Double-modified BC (DMBC) was combined with soy protein isolate (SPI) to create a novel urethral scaffold. The number of adipose stem cells adhered to DMBC and DMBC/SPI material was significantly higher than that adhered to BC. The DMBC/SPI composite had low cytotoxicity but good biocompatibility on the third day of incubation with adipose stem cells. The in vivo results in New Zealand rabbits showed that DMBC/SPI did not induce an inflammatory response. Two weeks after surgery, inorganic tissue with a smooth urethral surface and continuous mucosa was produced in the DMBC/SPI group, while organic tissue was produced in the BC group. The DMBC/SPI acquired good degradation ability in vivo, while BC was not degradable in the rabbit body [143].

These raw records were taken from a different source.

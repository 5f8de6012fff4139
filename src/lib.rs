//! spoofcheck library: SPF and DMARC spoofability assessment
//!
//! This library looks up a domain's SPF and DMARC records, walks the SPF
//! include/redirect chain to count DNS-consuming mechanisms, and classifies how
//! easily mail from that domain can be spoofed.
//!
//! # Example
//!
//! ```no_run
//! use spoofcheck::{run_assessment, Config, DomainSource};
//! use std::path::PathBuf;
//!
//! # #[tokio::main]
//! # async fn main() -> Result<(), Box<dyn std::error::Error>> {
//! let config = Config {
//!     source: DomainSource::List(PathBuf::from("domains.txt")),
//!     workers: 8,
//!     ..Default::default()
//! };
//!
//! let report = run_assessment(config).await?;
//! println!("Assessed {} domains: {} succeeded, {} failed",
//!          report.total, report.succeeded, report.failed);
//! # Ok(())
//! # }
//! ```
//!
//! Individual pieces can be used on their own:
//!
//! ```no_run
//! use spoofcheck::dmarc::parse_fields;
//! use spoofcheck::spf::SpfRecord;
//! use spoofcheck::spoofing::decide;
//!
//! let dmarc = parse_fields("v=DMARC1; p=reject");
//! let code = decide(&SpfRecord::absent(), &dmarc).unwrap();
//! assert_eq!(code.code(), 8);
//! ```
//!
//! # Requirements
//!
//! This library requires a Tokio runtime. Use `#[tokio::main]` in your application
//! or ensure you're calling library functions within an async context.

mod app;
pub mod assess;
pub mod bimi;
pub mod config;
pub mod dmarc;
pub mod dns;
pub mod domain;
pub mod error_handling;
pub mod initialization;
pub mod mx;
pub mod output;
mod run;
pub mod spf;
pub mod spoofing;

// Re-export public API
pub use app::{domain_line, print_simple_summary, read_domains};
pub use assess::{AssessmentResult, DomainAssessor};
pub use config::{Config, DomainSource, LogFormat, LogLevel, Opt, OutputFormat};
pub use run::{run_assessment, run_batch, AssessmentReport, BatchOutcome};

The DMBC was also created for the purpose of loading FGFR2-modified adipose-derived stem cells (ADSCs) for urethral repair. ADSCs are frequently employed in tissue repair due to their accessibility and capacity to release a variety of cytokines [269,270]. The secretory function and repair effects of ADSCs may be improved by targeted overexpression of FGFR2. The modification of BC involved oxidizing BC and followed sulfonation with NaHSO₃. The lentiviral transfection with plasmid systems was used to create FGFR2-expressing ADSCs. The results demonstrated that the new composite with FGFR2-expressing ADSCs exhibited excellent repairability, with this ability correlated with angiogenesis. FGFR2 enhanced the osteogenic capacity of ADSCs without significantly affecting lipogenic capacity [271].

Vasconcelos et al. developed a bioactive dressing by immobilizing papain on oxidized BC (OBC) membranes. The OBC membrane was able to immobilize papain via covalent bonding (–C–NHR) and adsorption (ion exchange), with a recovered activity of 93.3%, an immobilization efficiency of 49.4%, and superior thermal properties OBC over BC. The release mechanisms of the BC–Papain and OBC–Papain membranes were anomalous and predominantly non-Fickian diffusion. The activities measured for wet oxidized BC and BC membranes showed no significant difference [110].

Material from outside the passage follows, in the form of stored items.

//! DNS resolver initialization.
//!
//! This module provides functions to initialize the DNS client with proper
//! timeout configuration.

use std::sync::Arc;
use std::time::Duration;

use crate::dns::TrustDnsClient;
use crate::error_handling::InitializationError;

/// Initializes the default DNS client used for SOA discovery and as the last-resort
/// resolver.
///
/// Uses the default resolver configuration with short timeouts so a dead upstream
/// fails the query quickly instead of stalling a worker.
///
/// # Errors
///
/// Returns `InitializationError::DnsResolverError` when `timeout_secs` is zero.
pub fn init_resolver(timeout_secs: u64) -> Result<Arc<TrustDnsClient>, InitializationError> {
    if timeout_secs == 0 {
        return Err(InitializationError::DnsResolverError(
            "DNS timeout must be at least one second".to_string(),
        ));
    }
    Ok(Arc::new(TrustDnsClient::system(Duration::from_secs(
        timeout_secs,
    ))))
}

#[cfg(test)]
mod tests {
    use super::*;
    use crate::dns::DnsClient;

    #[tokio::test]
    async fn test_init_resolver_rejects_zero_timeout() {
        assert!(matches!(
            init_resolver(0),
            Err(InitializationError::DnsResolverError(_))
        ));
    }

    #[tokio::test]
    async fn test_init_resolver_keeps_timeout() {
        let client = init_resolver(2).expect("resolver should initialize");
        assert_eq!(client.timeout(), Duration::from_secs(2));
        assert!(client.nameserver().is_none());
    }
}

A spherical OBC was used as a carrier for the immobilization of industrial lipases. The stability and hydrolytic activity of lipase immobilized by covalent binding on spherical BC were significantly improved. Two optimal pH values (5 and 8) and a relatively low active temperature (30 °C) were achieved for optimal hydrolytic activity of lipases immobilized on BC, which was superior to free lipase (pH 9 and 40 °C) [184].

BC spheres also served as a carrier to immobilize the Lecitase^® Ultra (E.C.3.1.1.32, Sigma-Aldrich, St. Louis, MO, USA) enzyme. The OBC spheres were incubated with PEI and saturated with a mixture of Fe²+/Fe³+ ions. The obtained spheres OBC were then activated with 1% GA to immobilize the enzyme. The maximum yield for Lecitase^® Ultra immobilization was 70%. The immobilized enzyme exhibited had no significant impact on the enzyme’s K_M value. The immobilized enzyme retained more than 70% of its original activity after eight cycles of use and excellent storage stability, retaining 80% of its initial activity after four weeks at 4 °C [181].

Laccase and TiO₂ were added to OBC to create a composite with the biocatalytic properties of laccase and the photocatalytic properties of TiO₂. Immobilized laccase outperformed free laccase in terms of pH and temperature stability. The optimal pH for dye degradation was 5.0–6.0, while the optimal temperature was 40 °C. In addition, the immobilized laccase maintained a relative activity of 67% after ten cycles. Under UV irradiation, the oxidized BC/TiO₂-Laccase composite degraded 95% of the dye within 3 h [186].

• TEMPO

One of the most effective pretreatments for BC is TEMPO oxidation, which selectively modifies the polymer under mild aqueous conditions (Figure 14). TEMPO oxidation creates carboxylate groups (–COO-Na⁺) that increase interchain electrostatic repulsion, leading to nanofibril disaggregation. BC membranes degraded by TEMPO oxidation have been investigated as stabilizers for food, topical, and pharmaceutical emulsions, replacing surfactants that often cause irritating reactions [272,273]. TEMPO-mediated oxidized BC scaffolds alone operate as potential tissue engineering scaffolds [274].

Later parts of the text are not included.